++++ Record extracts ++++

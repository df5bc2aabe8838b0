//! The virtualization host: lifecycle of one ProjFS instance.
//!
//! Owns the virtualization context from `start()` to `stop()`, registers the
//! callback table and the whole-tree notification mapping, recovers from
//! stale projection state left by a crashed predecessor, and drives deferred
//! data requests to completion when the async bridge delivers content.

use std::ffi::c_void;
use std::sync::Arc;

use parking_lot::{Mutex, RwLock};
use tokio::runtime::Handle;
use uuid::Uuid;
use windows::core::{GUID, HRESULT, PCWSTR};
use windows::Win32::Foundation::{ERROR_FILE_NOT_FOUND, S_OK};
use windows::Win32::Storage::ProjectedFileSystem::{
    PrjCompleteCommand, PrjMarkDirectoryAsPlaceholder, PrjStartVirtualizing, PrjStopVirtualizing,
    PrjUpdateFileIfNeeded, PrjWriteFileData, PRJ_FLAG_NONE, PRJ_NAMESPACE_VIRTUALIZATION_CONTEXT,
    PRJ_NOTIFICATION_MAPPING, PRJ_NOTIFY_FILE_HANDLE_CLOSED_FILE_DELETED,
    PRJ_NOTIFY_FILE_HANDLE_CLOSED_FILE_MODIFIED, PRJ_NOTIFY_FILE_OVERWRITTEN,
    PRJ_NOTIFY_NEW_FILE_CREATED, PRJ_NOTIFY_PRE_DELETE, PRJ_NOTIFY_PRE_RENAME,
    PRJ_NOTIFY_PRE_SET_HARDLINK, PRJ_NOTIFY_TYPES, PRJ_STARTVIRTUALIZING_OPTIONS,
    PRJ_UPDATE_ALLOW_TOMBSTONE,
};

use vaultfs_core::cache::{CacheStats, ContentCache};
use vaultfs_core::config::MountConfig;
use vaultfs_core::error::VaultError;
use vaultfs_core::stats::{ProviderStats, StatsSnapshot};
use vaultfs_core::store::ObjectStore;
use vaultfs_core::traits::LogicalFileSystem;
use vaultfs_core::types::{FileContent, VaultPath};

use super::buffer::AlignedBuffer;
use super::{callbacks, kernel_relative, to_wide};
use crate::bridge::{AsyncBridge, BridgeListeners};
use crate::error::{vault_error_to_hresult, ProviderError, ProviderResult};
use crate::pending::{clip_window, PendingRequests};
use crate::session::SessionTable;

/// Hidden subdirectory where the platform keeps placeholder state. A
/// leftover from a crashed instance makes the kernel silently ignore
/// callbacks, so `start()` removes it before re-marking the root.
const PROJECTION_STATE_DIR: &str = ".projfs";

#[derive(Debug, Clone, Copy, PartialEq, Eq)]
enum HostState {
    Stopped,
    Starting,
    Running,
    Stopping,
}

/// The virtualization context is an opaque handle the platform guarantees
/// to be usable from any thread between start and stop.
struct InstanceHandle(PRJ_NAMESPACE_VIRTUALIZATION_CONTEXT);

unsafe impl Send for InstanceHandle {}
unsafe impl Sync for InstanceHandle {}

/// Combined provider and cache counters.
#[derive(Debug, Clone, Copy, Default)]
pub struct HostStats {
    pub provider: StatsSnapshot,
    pub cache: CacheStats,
}

/// Shared state reachable from kernel callbacks.
pub(crate) struct HostInner {
    pub(crate) config: MountConfig,
    pub(crate) cache: Arc<ContentCache>,
    pub(crate) store: Arc<ObjectStore>,
    pub(crate) bridge: RwLock<Option<Arc<AsyncBridge>>>,
    pub(crate) sessions: SessionTable,
    pub(crate) pending: PendingRequests,
    pub(crate) stats: Arc<ProviderStats>,
    state: Mutex<HostState>,
    context: RwLock<Option<InstanceHandle>>,
    last_error: Mutex<Option<String>>,
    runtime: Handle,
    fs: Arc<dyn LogicalFileSystem>,
}

/// A ProjFS provider instance bound to one virtual root.
pub struct VirtualizationHost {
    inner: Arc<HostInner>,
    // Keeps the pointer handed to PrjStartVirtualizing alive for the whole
    // host lifetime; callbacks recover the owner through it.
    callback_ctx: Box<Arc<HostInner>>,
}

impl VirtualizationHost {
    /// Builds a host over the given logical filesystem. The runtime handle
    /// is the single-threaded host loop every logical-filesystem call is
    /// scheduled onto.
    pub fn new(
        config: MountConfig,
        fs: Arc<dyn LogicalFileSystem>,
        runtime: Handle,
    ) -> ProviderResult<Self> {
        config.validate()?;
        let cache = Arc::new(ContentCache::new(config.cache_ttl));
        let store = Arc::new(ObjectStore::new(&config.instance_path));
        let inner = Arc::new(HostInner {
            config,
            cache,
            store,
            bridge: RwLock::new(None),
            sessions: SessionTable::new(),
            pending: PendingRequests::new(),
            stats: Arc::new(ProviderStats::new()),
            state: Mutex::new(HostState::Stopped),
            context: RwLock::new(None),
            last_error: Mutex::new(None),
            runtime,
            fs,
        });
        let callback_ctx = Box::new(Arc::clone(&inner));
        Ok(VirtualizationHost {
            inner,
            callback_ctx,
        })
    }

    /// Brings the projection root online.
    pub fn start(&self) -> ProviderResult<()> {
        {
            let mut state = self.inner.state.lock();
            if *state != HostState::Stopped {
                return Err(ProviderError::AlreadyRunning);
            }
            *state = HostState::Starting;
        }

        match self.start_inner() {
            Ok(()) => {
                *self.inner.state.lock() = HostState::Running;
                tracing::info!(
                    root = %self.inner.config.virtual_root.display(),
                    "projection started"
                );
                Ok(())
            }
            Err(err) => {
                *self.inner.last_error.lock() = Some(err.to_string());
                if let Some(bridge) = self.inner.bridge.write().take() {
                    bridge.shutdown();
                }
                if let Some(handle) = self.inner.context.write().take() {
                    unsafe { PrjStopVirtualizing(handle.0) };
                }
                *self.inner.state.lock() = HostState::Stopped;
                Err(err)
            }
        }
    }

    fn start_inner(&self) -> ProviderResult<()> {
        let root = self.inner.config.virtual_root.clone();
        std::fs::create_dir_all(&root)?;

        // Stale-state recovery: a residual placeholder-state directory from
        // a crashed instance must go before the root is re-marked.
        let stale = root.join(PROJECTION_STATE_DIR);
        match std::fs::remove_dir_all(&stale) {
            Ok(()) => {
                tracing::warn!(path = %stale.display(), "removed stale projection state");
            }
            Err(err) if err.kind() == std::io::ErrorKind::NotFound => {}
            Err(err) => return Err(err.into()),
        }

        let instance_id = GUID::from_u128(Uuid::new_v4().as_u128());
        let root_str = root.to_string_lossy();
        let root_wide = to_wide(&root_str);

        unsafe {
            PrjMarkDirectoryAsPlaceholder(
                PCWSTR::from_raw(root_wide.as_ptr()),
                PCWSTR::null(),
                None,
                Some(&instance_id),
            )
        }
        .map_err(|err| ProviderError::MarkRootFailed { code: err.code().0 })?;

        // Whole-tree notification mapping: write-class pre-operations plus
        // the close events the regeneration policy observes.
        let empty_root = to_wide("");
        let mut mapping = PRJ_NOTIFICATION_MAPPING {
            NotificationBitMask: PRJ_NOTIFY_TYPES(
                PRJ_NOTIFY_PRE_DELETE.0
                    | PRJ_NOTIFY_PRE_RENAME.0
                    | PRJ_NOTIFY_PRE_SET_HARDLINK.0
                    | PRJ_NOTIFY_NEW_FILE_CREATED.0
                    | PRJ_NOTIFY_FILE_OVERWRITTEN.0
                    | PRJ_NOTIFY_FILE_HANDLE_CLOSED_FILE_MODIFIED.0
                    | PRJ_NOTIFY_FILE_HANDLE_CLOSED_FILE_DELETED.0,
            ),
            NotificationRoot: PCWSTR::from_raw(empty_root.as_ptr()),
        };
        let options = PRJ_STARTVIRTUALIZING_OPTIONS {
            Flags: PRJ_FLAG_NONE,
            PoolThreadCount: 0,
            ConcurrentThreadCount: 0,
            NotificationMappings: &mut mapping,
            NotificationMappingsCount: 1,
        };

        let callbacks = callbacks::callback_table();
        let ctx_ptr = &*self.callback_ctx as *const Arc<HostInner> as *const c_void;
        let context = unsafe {
            PrjStartVirtualizing(
                PCWSTR::from_raw(root_wide.as_ptr()),
                &callbacks,
                Some(ctx_ptr),
                Some(&options),
            )
        }
        .map_err(|err| ProviderError::StartFailed { code: err.code().0 })?;

        *self.inner.context.write() = Some(InstanceHandle(context));

        // The bridge comes up last; its listeners close the loop from fetch
        // resolution back to waiters and suspended data requests.
        let bridge = Arc::new(AsyncBridge::new(
            self.inner.runtime.clone(),
            Arc::clone(&self.inner.fs),
            Arc::clone(&self.inner.cache),
        ));
        let weak = Arc::downgrade(&self.inner);
        let weak_listing = weak.clone();
        bridge.set_listeners(BridgeListeners {
            listing_updated: Box::new(move |path| {
                if weak_listing.upgrade().is_some() {
                    tracing::trace!(%path, "listing cached");
                }
            }),
            content_ready: Box::new(move |path| {
                if let Some(inner) = weak.upgrade() {
                    inner.complete_pending(path);
                }
            }),
        });
        *self.inner.bridge.write() = Some(bridge);

        Ok(())
    }

    /// Tears down virtualization in LIFO order relative to `start()`.
    /// Idempotent; after return no callback fires.
    pub fn stop(&self) -> ProviderResult<()> {
        {
            let mut state = self.inner.state.lock();
            match *state {
                HostState::Stopped => return Ok(()),
                HostState::Stopping => return Ok(()),
                _ => *state = HostState::Stopping,
            }
        }

        if let Some(bridge) = self.inner.bridge.write().take() {
            bridge.shutdown();
        }

        // Complete stragglers while the context is still valid so the
        // kernel does not have to garbage-collect them.
        let leftovers = self.inner.pending.drain();
        if !leftovers.is_empty() {
            let context = self.inner.context.read();
            if let Some(handle) = context.as_ref() {
                for request in leftovers {
                    let result = unsafe {
                        PrjCompleteCommand(
                            handle.0,
                            request.command_id,
                            ERROR_FILE_NOT_FOUND.to_hresult(),
                            None,
                        )
                    };
                    if let Err(err) = result {
                        tracing::debug!(
                            command = request.command_id,
                            %err,
                            "failed to complete pending request at shutdown"
                        );
                    }
                }
            }
        }

        if let Some(handle) = self.inner.context.write().take() {
            unsafe { PrjStopVirtualizing(handle.0) };
        }

        *self.inner.state.lock() = HostState::Stopped;
        tracing::info!(
            root = %self.inner.config.virtual_root.display(),
            "projection stopped"
        );
        Ok(())
    }

    pub fn is_running(&self) -> bool {
        *self.inner.state.lock() == HostState::Running
    }

    pub fn stats(&self) -> HostStats {
        HostStats {
            provider: self.inner.stats.snapshot(),
            cache: self.inner.cache.stats(),
        }
    }

    pub fn last_error(&self) -> Option<String> {
        self.inner.last_error.lock().clone()
    }

    /// Drives any suspended data requests for `path` to completion; called
    /// by the bridge once content has been cached.
    pub fn complete_pending(&self, path: &VaultPath) {
        self.inner.complete_pending(path);
    }

    /// Forgets a prior deletion of `path` so regenerated content can
    /// reappear, and drops the local caches for it.
    pub fn invalidate_tombstone(&self, path: &VaultPath) -> ProviderResult<()> {
        self.inner.invalidate_tombstone(path)
    }
}

impl Drop for VirtualizationHost {
    fn drop(&mut self) {
        if self.is_running() {
            let _ = self.stop();
        }
    }
}

impl HostInner {
    fn context_handle(&self) -> Option<PRJ_NAMESPACE_VIRTUALIZATION_CONTEXT> {
        self.context.read().as_ref().map(|handle| handle.0)
    }

    pub(crate) fn complete_pending(&self, path: &VaultPath) {
        let Some(context) = self.context_handle() else {
            return;
        };
        let requests = self.pending.take_for_path(path);
        if requests.is_empty() {
            return;
        }

        let content = self.cache.get_content(path);
        for request in requests {
            let result = match &content {
                // The fetch resolved but nothing was cached (missing file,
                // or a body above the cache ceiling).
                None => ERROR_FILE_NOT_FOUND.to_hresult(),
                Some(content) => self.write_window(
                    context,
                    request.data_stream_id,
                    request.offset,
                    request.length,
                    content,
                ),
            };
            let completed = unsafe { PrjCompleteCommand(context, request.command_id, result, None) };
            if let Err(err) = completed {
                tracing::warn!(command = request.command_id, %path, %err, "PrjCompleteCommand failed");
            }
            self.stats.record_deferred_completion();
            tracing::debug!(
                command = request.command_id,
                %path,
                code = result.0,
                "completed deferred data request"
            );
        }
    }

    /// Writes the clipped window `[offset, min(offset+length, size))` of
    /// `content` to the request's data stream. An offset at or past the end
    /// succeeds with no data.
    pub(crate) fn write_window(
        &self,
        context: PRJ_NAMESPACE_VIRTUALIZATION_CONTEXT,
        data_stream_id: u128,
        offset: u64,
        length: u32,
        content: &FileContent,
    ) -> HRESULT {
        let Some((start, end)) = clip_window(offset, length, content.len() as u64) else {
            return S_OK;
        };
        let window = &content.bytes[start..end];

        let mut buffer = match AlignedBuffer::allocate(context, window.len()) {
            Ok(buffer) => buffer,
            Err(err) => return vault_error_to_hresult(&err),
        };
        buffer.copy_from_slice(window);

        let stream_id = GUID::from_u128(data_stream_id);
        match unsafe {
            PrjWriteFileData(
                context,
                &stream_id,
                buffer.as_ptr() as *const c_void,
                offset,
                window.len() as u32,
            )
        } {
            Ok(()) => {
                self.stats.add_bytes_served(window.len() as u64);
                S_OK
            }
            Err(err) => {
                tracing::warn!(offset, length, %err, "PrjWriteFileData failed");
                err.code()
            }
        }
    }

    pub(crate) fn invalidate_tombstone(&self, path: &VaultPath) -> ProviderResult<()> {
        self.cache.invalidate(path);
        let Some(context) = self.context_handle() else {
            return Err(ProviderError::NotRunning);
        };
        let rel_wide = to_wide(&kernel_relative(path));
        unsafe {
            PrjUpdateFileIfNeeded(
                context,
                PCWSTR::from_raw(rel_wide.as_ptr()),
                None,
                0,
                PRJ_UPDATE_ALLOW_TOMBSTONE,
                None,
            )
        }
        .map_err(|err| {
            ProviderError::Core(VaultError::Platform {
                message: format!("tombstone invalidation failed for {path}"),
                code: err.code().0,
            })
        })
    }
}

++++

Directions: From the data above, say how many lines include "struct", and write nothing but the number.

Response below: 4